Starting a Spark cluster

This section contains expanded instructions for starting a Spark cluster. Basic start operations are described in the Quick start section.

Attention!

A started Spark cluster statically occupies the resources allocated to it. So, it is recommended that the cluster be started in a separate computational pool with guaranteed resources. It makes sense to use one cluster for the command, and recycle the resources among several users. It is recommended to use direct submitting when it is not planned to run Spark tasks at a high intensity (less than one time in an hour).

Auto-scaler

To save resources of the computational pool if the load is low, a special auto-scaler mode can be turned on in Spark, which proportionally decreases the resources used.

How it works

The operation YTsaurus has an update_operation_parameters method that enables the operation parameters to be changed. The number of jobs in the operation can be changed via the user_slots parameter. When the parameter is changed, the scheduler stops some of the jobs, or launches new ones (within the limit specified at the start of the operation). Since the scheduler believes that all jobs in the operation are the same, this scaling method, performed in the regular mode in Spark, could lead to loss of the master or the history server, as well as of workers that Spark job drivers are being performed for.

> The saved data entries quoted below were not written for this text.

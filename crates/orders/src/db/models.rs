//! Order and quote records.

use chrono::{DateTime, NaiveDate, Utc};
use panaderia_core::codec::{self, DecodedMetadata};
use panaderia_core::{
    CartLineItem, Email, Language, OrderId, OrderStatus, PaymentState, PaymentStatus,
    PaymentType, Phone, QuoteId, QuoteStatus, Totals,
};
use rust_decimal::Decimal;
use serde::{Deserialize, Serialize};

/// Order columns that older deployments may not have.
#[derive(Debug, Clone, Copy, PartialEq, Eq, Hash)]
pub enum OptionalColumn {
    /// `orders.billing_postal_code`
    BillingPostalCode,
    /// `orders.language`
    Language,
}

impl OptionalColumn {
    /// Every optional order column.
    pub const ALL: [Self; 2] = [Self::BillingPostalCode, Self::Language];

    /// Column name in the `orders` table.
    #[must_use]
    pub const fn column_name(self) -> &'static str {
        match self {
            Self::BillingPostalCode => "billing_postal_code",
            Self::Language => "language",
        }
    }

    /// Look up an optional column by name.
    #[must_use]
    pub fn from_column_name(name: &str) -> Option<Self> {
        Self::ALL.into_iter().find(|c| c.column_name() == name)
    }
}

/// Values a write carries for the optional columns.
#[derive(Debug, Clone, Default, PartialEq, Eq)]
pub struct OptionalValues {
    pub billing_postal_code: Option<String>,
    pub language: Option<Language>,
}

impl OptionalValues {
    /// Whether the write carries a value for `column`.
    #[must_use]
    pub const fn carries(&self, column: OptionalColumn) -> bool {
        match column {
            OptionalColumn::BillingPostalCode => self.billing_postal_code.is_some(),
            OptionalColumn::Language => self.language.is_some(),
        }
    }
}

/// Contact identity of a customer.
#[derive(Debug, Clone, PartialEq, Eq, Serialize, Deserialize)]
pub struct CustomerContact {
    pub name: String,
    pub email: Option<Email>,
    pub phone: Option<Phone>,
}

/// A persisted, payable order.
#[derive(Debug, Clone, PartialEq, Eq, Serialize)]
pub struct Order {
    pub id: OrderId,
    /// Subject of the customer credential that owns this order.
    pub owner_id: Option<String>,
    pub customer: CustomerContact,
    pub billing_postal_code: Option<String>,
    pub language: Language,
    /// Snapshot of the cart at write time.
    pub items: Vec<CartLineItem>,
    pub subtotal: Decimal,
    pub tax: Decimal,
    pub total: Decimal,
    pub pickup_date: Option<NaiveDate>,
    pub pickup_time: Option<String>,
    /// Free text; structured parts are read through [`Order::metadata`].
    pub special_requests: Option<String>,
    pub status: OrderStatus,
    pub payment_type: PaymentType,
    pub payment_status: PaymentStatus,
    /// Charge id for card payments, transfer reference for manual ones.
    pub payment_reference: Option<String>,
    pub created_at: DateTime<Utc>,
    pub updated_at: DateTime<Utc>,
}

impl Order {
    /// Stored amounts.
    #[must_use]
    pub fn totals(&self) -> Totals {
        Totals::new(self.subtotal, self.tax)
    }

    /// Reconciliation state derived from the payment columns.
    #[must_use]
    pub const fn payment_state(&self) -> PaymentState {
        PaymentState::derive(self.payment_type, self.payment_status)
    }

    /// Whether staff set the price: a quote order with no item left pending.
    #[must_use]
    pub fn is_quote_priced(&self) -> bool {
        self.payment_type == PaymentType::ManualQuote
            && !self.items.iter().any(CartLineItem::is_price_pending)
    }

    /// Structured metadata embedded in `special_requests`.
    #[must_use]
    pub fn metadata(&self) -> DecodedMetadata {
        codec::decode(self.special_requests.as_deref())
    }

    /// Whether `subject` owns this order.
    #[must_use]
    pub fn is_owned_by(&self, subject: &str) -> bool {
        self.owner_id.as_deref() == Some(subject)
    }

    /// Restore values that were written while their column was omitted.
    pub fn reattach(&mut self, omitted: &[OptionalColumn], values: &OptionalValues) {
        for column in omitted {
            match column {
                OptionalColumn::BillingPostalCode => {
                    if let Some(code) = &values.billing_postal_code {
                        self.billing_postal_code = Some(code.clone());
                    }
                }
                OptionalColumn::Language => {
                    if let Some(language) = values.language {
                        self.language = language;
                    }
                }
            }
        }
    }

    /// Blank out columns the schema does not have.
    pub fn clear_omitted(&mut self, omitted: &[OptionalColumn]) {
        for column in omitted {
            match column {
                OptionalColumn::BillingPostalCode => self.billing_postal_code = None,
                OptionalColumn::Language => self.language = Language::default(),
            }
        }
    }
}

/// Fields for a new order. The store assigns the id and timestamps.
#[derive(Debug, Clone)]
pub struct NewOrder {
    pub owner_id: Option<String>,
    pub customer: CustomerContact,
    pub billing_postal_code: Option<String>,
    pub language: Language,
    pub items: Vec<CartLineItem>,
    pub totals: Totals,
    pub pickup_date: Option<NaiveDate>,
    pub pickup_time: Option<String>,
    pub special_requests: Option<String>,
    pub status: OrderStatus,
    pub payment_type: PaymentType,
    pub payment_status: PaymentStatus,
    pub payment_reference: Option<String>,
}

impl NewOrder {
    /// Values carried for the optional columns.
    #[must_use]
    pub fn optional_values(&self) -> OptionalValues {
        OptionalValues {
            billing_postal_code: self.billing_postal_code.clone(),
            language: Some(self.language),
        }
    }
}

/// Partial update of an order. `None` leaves a field unchanged.
///
/// `items` and `amounts` are written in the same statement as the payment
/// fields, so a reader never sees a new status with stale amounts.
#[derive(Debug, Clone, Default)]
pub struct OrderPatch {
    pub customer: Option<CustomerContact>,
    pub billing_postal_code: Option<String>,
    pub language: Option<Language>,
    pub items: Option<Vec<CartLineItem>>,
    pub amounts: Option<Totals>,
    pub pickup_date: Option<NaiveDate>,
    pub pickup_time: Option<String>,
    pub special_requests: Option<String>,
    pub status: Option<OrderStatus>,
    pub payment_type: Option<PaymentType>,
    pub payment_status: Option<PaymentStatus>,
    pub payment_reference: Option<String>,
}

impl OrderPatch {
    /// Values carried for the optional columns.
    #[must_use]
    pub fn optional_values(&self) -> OptionalValues {
        OptionalValues {
            billing_postal_code: self.billing_postal_code.clone(),
            language: self.language,
        }
    }

    /// Whether the patch changes nothing.
    #[must_use]
    pub const fn is_empty(&self) -> bool {
        self.customer.is_none()
            && self.billing_postal_code.is_none()
            && self.language.is_none()
            && self.items.is_none()
            && self.amounts.is_none()
            && self.pickup_date.is_none()
            && self.pickup_time.is_none()
            && self.special_requests.is_none()
            && self.status.is_none()
            && self.payment_type.is_none()
            && self.payment_status.is_none()
            && self.payment_reference.is_none()
    }

    /// Apply the patch to an in-memory record, skipping omitted columns.
    pub fn apply_to(&self, order: &mut Order, omitted: &[OptionalColumn]) {
        if let Some(customer) = &self.customer {
            order.customer = customer.clone();
        }
        if !omitted.contains(&OptionalColumn::BillingPostalCode)
            && let Some(code) = &self.billing_postal_code
        {
            order.billing_postal_code = Some(code.clone());
        }
        if !omitted.contains(&OptionalColumn::Language)
            && let Some(language) = self.language
        {
            order.language = language;
        }
        if let Some(items) = &self.items {
            order.items = items.clone();
        }
        if let Some(amounts) = self.amounts {
            order.subtotal = amounts.subtotal();
            order.tax = amounts.tax();
            order.total = amounts.total();
        }
        if let Some(date) = self.pickup_date {
            order.pickup_date = Some(date);
        }
        if let Some(time) = &self.pickup_time {
            order.pickup_time = Some(time.clone());
        }
        if let Some(text) = &self.special_requests {
            order.special_requests = Some(text.clone());
        }
        if let Some(status) = self.status {
            order.status = status;
        }
        if let Some(payment_type) = self.payment_type {
            order.payment_type = payment_type;
        }
        if let Some(payment_status) = self.payment_status {
            order.payment_status = payment_status;
        }
        if let Some(reference) = &self.payment_reference {
            order.payment_reference = Some(reference.clone());
        }
    }
}

/// A customization quote.
#[derive(Debug, Clone, PartialEq, Eq, Serialize)]
pub struct Quote {
    pub id: QuoteId,
    pub owner_id: Option<String>,
    pub customer: CustomerContact,
    pub language: Language,
    pub occasion: Option<String>,
    pub theme: Option<String>,
    pub budget: Option<String>,
    pub servings: Option<u32>,
    /// What the customer asked for, in their words.
    pub description: Option<String>,
    pub photo_url: Option<String>,
    pub pickup_date: Option<NaiveDate>,
    pub pickup_time: Option<String>,
    pub status: QuoteStatus,
    /// Set if and only if `status` is `responded` or `accepted`.
    pub estimated_price: Option<Decimal>,
    pub admin_notes: Option<String>,
    pub created_at: DateTime<Utc>,
    pub responded_at: Option<DateTime<Utc>>,
}

impl Quote {
    /// `QT-000123` style reference shown to customers and staff.
    #[must_use]
    pub fn reference_code(&self) -> String {
        self.id.reference_code()
    }

    /// Whether `subject` owns this quote.
    #[must_use]
    pub fn is_owned_by(&self, subject: &str) -> bool {
        self.owner_id.as_deref() == Some(subject)
    }
}

/// Fields for a new quote. New quotes always start `pending` with no price.
#[derive(Debug, Clone)]
pub struct NewQuote {
    pub owner_id: Option<String>,
    pub customer: CustomerContact,
    pub language: Language,
    pub occasion: Option<String>,
    pub theme: Option<String>,
    pub budget: Option<String>,
    pub servings: Option<u32>,
    pub description: Option<String>,
    pub photo_url: Option<String>,
    pub pickup_date: Option<NaiveDate>,
    pub pickup_time: Option<String>,
}

/// Status change of a quote.
///
/// Status and price are always written together so the price invariant holds
/// after every update. Build one with [`QuotePatch::respond`],
/// [`QuotePatch::reject`] or [`QuotePatch::accept`].
/// Quote transition. It applies only while the stored status is one of
/// `from`; otherwise the backend answers [`RepositoryError::Conflict`].
///
/// [`RepositoryError::Conflict`]: super::RepositoryError::Conflict
#[derive(Debug, Clone, PartialEq, Eq)]
pub struct QuotePatch {
    pub from: &'static [QuoteStatus],
    pub status: QuoteStatus,
    pub estimated_price: Option<Decimal>,
    /// `None` leaves existing notes unchanged.
    pub admin_notes: Option<String>,
    /// `None` leaves the existing timestamp unchanged.
    pub responded_at: Option<DateTime<Utc>>,
}

/// Statuses staff may still answer.
const OPEN: &[QuoteStatus] = &[QuoteStatus::Pending, QuoteStatus::Responded];

impl QuotePatch {
    /// Staff priced the quote.
    #[must_use]
    pub fn respond(price: Decimal, admin_notes: Option<String>, at: DateTime<Utc>) -> Self {
        Self {
            from: OPEN,
            status: QuoteStatus::Responded,
            estimated_price: Some(price),
            admin_notes,
            responded_at: Some(at),
        }
    }

    /// Staff declined the quote; any previous price is cleared.
    #[must_use]
    pub const fn reject(admin_notes: Option<String>, at: DateTime<Utc>) -> Self {
        Self {
            from: OPEN,
            status: QuoteStatus::Rejected,
            estimated_price: None,
            admin_notes,
            responded_at: Some(at),
        }
    }

    /// Customer accepted the estimate.
    #[must_use]
    pub const fn accept(price: Decimal) -> Self {
        Self {
            from: &[QuoteStatus::Responded],
            status: QuoteStatus::Accepted,
            estimated_price: Some(price),
            admin_notes: None,
            responded_at: None,
        }
    }

    /// Undo an acceptance whose order could not be written.
    #[must_use]
    pub const fn reopen(price: Decimal) -> Self {
        Self {
            from: &[QuoteStatus::Accepted],
            status: QuoteStatus::Responded,
            estimated_price: Some(price),
            admin_notes: None,
            responded_at: None,
        }
    }

    /// Whether the transition may leave `current`.
    #[must_use]
    pub fn allows(&self, current: QuoteStatus) -> bool {
        self.from.contains(&current)
    }

    /// Apply the patch to an in-memory record.
    pub fn apply_to(&self, quote: &mut Quote) {
        quote.status = self.status;
        quote.estimated_price = self.estimated_price;
        if let Some(notes) = &self.admin_notes {
            quote.admin_notes = Some(notes.clone());
        }
        if let Some(at) = self.responded_at {
            quote.responded_at = Some(at);
        }
    }
}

To prevent disruptions to the Spark cluster's operation, it is started not as a single YTsaurus operation, but as several. This way, one operation is allocated to the dynamically changing set of workers, and can scale within the limits configured at the start. In one or two other operations, a master and history-server (one operation), or a driver (when drivers are launched on the cluster, two operations) are performed.

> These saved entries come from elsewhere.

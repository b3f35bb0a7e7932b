//! Caller authentication.
//!
//! Handlers take a [`Caller`] argument to require a valid bearer credential.
//! A missing, forged or expired credential rejects the request with 401
//! before the handler body runs.

pub mod token;

use axum::{
    extract::FromRequestParts,
    http::{header, request::Parts},
};
use panaderia_core::Role;
use tracing::Span;

pub use token::{Claims, TokenError, TokenSigner};

use crate::error::{AppError, set_sentry_user};
use crate::state::AppState;

/// Authenticated caller resolved from the bearer credential.
#[derive(Debug, Clone, PartialEq, Eq)]
pub struct Caller {
    /// Credential subject; matched against the `owner_id` of records.
    pub subject: String,
    pub email: Option<String>,
    pub name: Option<String>,
    pub role: Role,
}

impl Caller {
    /// Whether the caller may act on behalf of any customer.
    #[must_use]
    pub const fn is_staff(&self) -> bool {
        self.role.is_staff()
    }

    /// Reject non-staff callers.
    ///
    /// # Errors
    ///
    /// Returns `AppError::Forbidden` for customers.
    pub fn require_staff(&self) -> Result<(), AppError> {
        if self.is_staff() {
            Ok(())
        } else {
            Err(AppError::Forbidden("staff role required".to_string()))
        }
    }

    /// Reject callers that are neither staff nor the recorded owner.
    ///
    /// # Errors
    ///
    /// Returns `AppError::Forbidden` on an ownership mismatch.
    pub fn require_owner_or_staff(&self, owned: bool) -> Result<(), AppError> {
        if self.is_staff() || owned {
            Ok(())
        } else {
            Err(AppError::Forbidden("not the owner of this record".to_string()))
        }
    }
}

impl From<Claims> for Caller {
    fn from(claims: Claims) -> Self {
        Self {
            subject: claims.sub,
            email: claims.email,
            name: claims.name,
            role: claims.role,
        }
    }
}

/// Extract the token from an `Authorization: Bearer <token>` header.
fn bearer_token(parts: &Parts) -> Option<&str> {
    let value = parts.headers.get(header::AUTHORIZATION)?.to_str().ok()?;
    let (scheme, token) = value.split_once(' ')?;
    let token = token.trim();
    (scheme.eq_ignore_ascii_case("bearer") && !token.is_empty()).then_some(token)
}

impl FromRequestParts<AppState> for Caller {
    type Rejection = AppError;

    async fn from_request_parts(
        parts: &mut Parts,
        state: &AppState,
    ) -> Result<Self, Self::Rejection> {
        let token = bearer_token(parts)
            .ok_or_else(|| AppError::Unauthorized("missing bearer credential".to_string()))?;

        let claims = state.signer().verify(token).map_err(|e| {
            tracing::debug!(error = %e, "Rejected bearer credential");
            AppError::Unauthorized(e.to_string())
        })?;

        let caller = Self::from(claims);
        Span::current().record("caller", caller.subject.as_str());
        set_sentry_user(&caller.subject, caller.email.as_deref());
        Ok(caller)
    }
}
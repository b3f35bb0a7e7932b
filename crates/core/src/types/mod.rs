//! Core types for the order engine.
//!
//! This module provides type-safe wrappers for common domain concepts.

pub mod email;
pub mod id;
pub mod line_item;
pub mod phone;
pub mod status;

pub use email::{Email, EmailError};
pub use id::*;
pub use line_item::{CartLineItem, LineItemError, MAX_QUANTITY, MAX_UNIT_PRICE};
pub use phone::{Phone, PhoneError};
pub use status::*;
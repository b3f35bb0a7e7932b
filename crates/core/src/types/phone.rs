//! Phone number type.

use core::fmt;

use serde::{Deserialize, Serialize};

/// Errors that can occur when parsing a [`Phone`].
#[derive(thiserror::Error, Debug, Clone, PartialEq, Eq)]
pub enum PhoneError {
    /// The input string is empty.
    #[error("phone cannot be empty")]
    Empty,
    /// The input contains characters other than digits and common separators.
    #[error("phone contains invalid characters")]
    InvalidCharacters,
    /// The number of digits is outside the accepted range.
    #[error("phone must have between {min} and {max} digits")]
    InvalidLength {
        /// Minimum digit count.
        min: usize,
        /// Maximum digit count.
        max: usize,
    },
}

/// A customer or staff phone number, stored as digits only.
///
/// Separators (spaces, dashes, dots, parentheses) and a leading `+` are
/// accepted on input and stripped. Ten-digit numbers are treated as North
/// American and prefixed with country code `1`, which is the form the chat
/// provider expects.
///
/// ## Examples
///
/// ```
/// use panaderia_core::Phone;
///
/// let phone = Phone::parse("(555) 010-2030").unwrap();
/// assert_eq!(phone.as_str(), "15550102030");
///
/// assert!(Phone::parse("call me").is_err());
/// ```
#[derive(Debug, Clone, Serialize, Deserialize, PartialEq, Eq, Hash)]
#[serde(try_from = "String", into = "String")]
pub struct Phone(String);

impl Phone {
    /// Minimum number of digits (national number without country code).
    pub const MIN_DIGITS: usize = 10;
    /// Maximum number of digits (E.164 limit).
    pub const MAX_DIGITS: usize = 15;

    /// Parse a `Phone` from user input.
    ///
    /// # Errors
    ///
    /// Returns an error if the input is empty, contains letters or other
    /// unexpected characters, or has too few / too many digits.
    pub fn parse(s: &str) -> Result<Self, PhoneError> {
        let s = s.trim();
        if s.is_empty() {
            return Err(PhoneError::Empty);
        }

        let mut digits = String::with_capacity(s.len());
        for (i, c) in s.chars().enumerate() {
            match c {
                '0'..='9' => digits.push(c),
                '+' if i == 0 => {}
                ' ' | '-' | '.' | '(' | ')' => {}
                _ => return Err(PhoneError::InvalidCharacters),
            }
        }

        if digits.len() == Self::MIN_DIGITS {
            digits.insert(0, '1');
        }

        if digits.len() < Self::MIN_DIGITS || digits.len() > Self::MAX_DIGITS {
            return Err(PhoneError::InvalidLength {
                min: Self::MIN_DIGITS,
                max: Self::MAX_DIGITS,
            });
        }

        Ok(Self(digits))
    }

    /// Returns the digits as a string slice.
    #[must_use]
    pub fn as_str(&self) -> &str {
        &self.0
    }
}

impl fmt::Display for Phone {
    fn fmt(&self, f: &mut fmt::Formatter<'_>) -> fmt::Result {
        write!(f, "+{}", self.0)
    }
}

impl TryFrom<String> for Phone {
    type Error = PhoneError;

    fn try_from(value: String) -> Result<Self, Self::Error> {
        Self::parse(&value)
    }
}

impl From<Phone> for String {
    fn from(phone: Phone) -> Self {
        phone.0
    }
}

impl std::str::FromStr for Phone {
    type Err = PhoneError;

    fn from_str(s: &str) -> Result<Self, Self::Err> {
        Self::parse(s)
    }
}

#[cfg(test)]
#[allow(clippy::unwrap_used)]
mod tests {
    use super::*;

    #[test]
    fn test_parse_us_number_gets_country_code() {
        assert_eq!(Phone::parse("555-010-2030").unwrap().as_str(), "15550102030");
        assert_eq!(Phone::parse("(555) 010 2030").unwrap().as_str(), "15550102030");
    }

    #[test]
    fn test_parse_international() {
        assert_eq!(Phone::parse("+52 55 1234 5678").unwrap().as_str(), "525512345678");
    }

    #[test]
    fn test_parse_rejects_letters() {
        assert_eq!(Phone::parse("555-CAKE"), Err(PhoneError::InvalidCharacters));
        assert_eq!(Phone::parse("55+5010203"), Err(PhoneError::InvalidCharacters));
    }

    #[test]
    fn test_parse_rejects_short_and_long() {
        assert!(matches!(
            Phone::parse("12345"),
            Err(PhoneError::InvalidLength { .. })
        ));
        assert!(matches!(
            Phone::parse("1234567890123456"),
            Err(PhoneError::InvalidLength { .. })
        ));
    }

    #[test]
    fn test_parse_empty() {
        assert_eq!(Phone::parse("   "), Err(PhoneError::Empty));
    }

    #[test]
    fn test_display_has_plus() {
        assert_eq!(Phone::parse("5550102030").unwrap().to_string(), "+15550102030");
    }

    #[test]
    fn test_deserialize_validates() {
        let ok: Result<Phone, _> = serde_json::from_str("\"555 010 2030\"");
        assert!(ok.is_ok());
        let bad: Result<Phone, _> = serde_json::from_str("\"nope\"");
        assert!(bad.is_err());
    }
}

Starting a cluster with an auto-scaler

Additional parameters are used for the spark-launch-yt launch script, or similar parameters of the SPYT client library.

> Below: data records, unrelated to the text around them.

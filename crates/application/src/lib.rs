//! Front-end controllers and the ports they call.

#![forbid(unsafe_code)]

mod conflict_detection_controller;
mod constraint_submission_controller;
mod gateway_ports;
mod log_retrieval_controller;
mod pagination_renderer;
mod request_state;
mod staggered_list_renderer;

pub use conflict_detection_controller::{
    CONFLICT_DETECTION_FAILED_ALERT, ConflictDetectionController, ConflictPresentation,
};
pub use constraint_submission_controller::{
    ConstraintSubmissionController, SUBMISSION_EMPTY_MESSAGE, SUBMISSION_FAILED_MESSAGE,
};
pub use gateway_ports::{
    ActionConstraintGateway, ActivityLogGateway, ConflictDetectionGateway,
    ConflictDetectionResponse,
};
pub use log_retrieval_controller::{
    LOG_FETCH_FAILED_MESSAGE, LogFetchTicket, LogRetrievalController,
};
pub use pagination_renderer::{NumberedLogRow, PageControl, PaginationRenderer, RenderedPage};
pub use request_state::{RequestState, RequestTicket, StaleResponsePolicy};
pub use staggered_list_renderer::{
    CONSTRAINTS_EMPTY_MESSAGE, CONSTRAINTS_FAILED_MESSAGE, CONSTRAINTS_LOADING_MESSAGE,
    CONSTRAINTS_MISSING_DATE_MESSAGE, ConstraintRow, DEFAULT_REVEAL_STAGGER, RevealQueue,
    RevealSink, StaggeredListRenderer,
};
use std::sync::Arc;

use accord_domain::ConstraintRequest;
use tracing::{info, warn};

use crate::gateway_ports::ActionConstraintGateway;
use crate::request_state::RequestState;

/// Message shown when the batch is empty.
pub const SUBMISSION_EMPTY_MESSAGE: &str = "Select at least one action to constrain";
/// Message shown when the backend rejects or cannot receive the batch.
pub const SUBMISSION_FAILED_MESSAGE: &str = "Failed to add Action Constraints";

/// Submits batches of requested action constraints.
pub struct ConstraintSubmissionController {
    gateway: Arc<dyn ActionConstraintGateway>,
    state: RequestState<usize>,
}

impl ConstraintSubmissionController {
    /// Creates an idle controller.
    #[must_use]
    pub fn new(gateway: Arc<dyn ActionConstraintGateway>) -> Self {
        Self {
            gateway,
            state: RequestState::Idle,
        }
    }

    /// Returns the workflow state; success carries the submitted count.
    #[must_use]
    pub fn state(&self) -> &RequestState<usize> {
        &self.state
    }

    /// Sends `requests` as one batch.
    pub async fn submit(&mut self, requests: Vec<ConstraintRequest>) -> &RequestState<usize> {
        if requests.is_empty() {
            self.state = RequestState::Error(SUBMISSION_EMPTY_MESSAGE.to_owned());
            return &self.state;
        }

        self.state = RequestState::Loading;
        match self.gateway.add_action_constraints(&requests).await {
            Ok(()) => {
                info!(constraints = requests.len(), "action constraints added");
                self.state = RequestState::Success(requests.len());
            }
            Err(error) => {
                warn!(
                    constraints = requests.len(),
                    error = %error,
                    "adding action constraints failed"
                );
                self.state = RequestState::Error(SUBMISSION_FAILED_MESSAGE.to_owned());
            }
        }

        &self.state
    }
}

The autoscaler-period <period> is the frequency of auto-scaler launches, and (potentially) of changes in the operation settings. The period is programmed in <length><unit of measurement [d|h|min|s|ms|µs|ns]>.
enable-multi-operation-mode turns on Spark start mode in multiple YTsaurus operations.
enable-dedicated-driver-operation-mode launches workers for drivers in a separate YTsaurus operation.
driver-num <number of workers> allocates a certain number of workers for the driver.
autoscaler-max-free-workers is the maximum value of free workers (all superfluous workers will be stopped).
autoscaler-slot-increment-step is the increment in which the number of workers is increased when the cluster is automatically expanded.

Example:

$ spark-launch-yt
--proxy <cluster_name>
--autoscaler-period 1s
--enable-multi-operation-mode
--discovery-path //discovery/path

Updating a cluster

To update a Spark cluster, the following actions must be performed:

Stop the operation with the current cluster in YTsaurus. You can find a link to the operation using spark-discovery-yt. You can also use the --abort-existing flag of the spark-launch-yt command. In this case, the current cluster will be stopped before the new one starts.
Start a cluster using spark-launch-yt. The desired version can be specified in the spark-cluster-version argument. If no version is specified, the last version will be started.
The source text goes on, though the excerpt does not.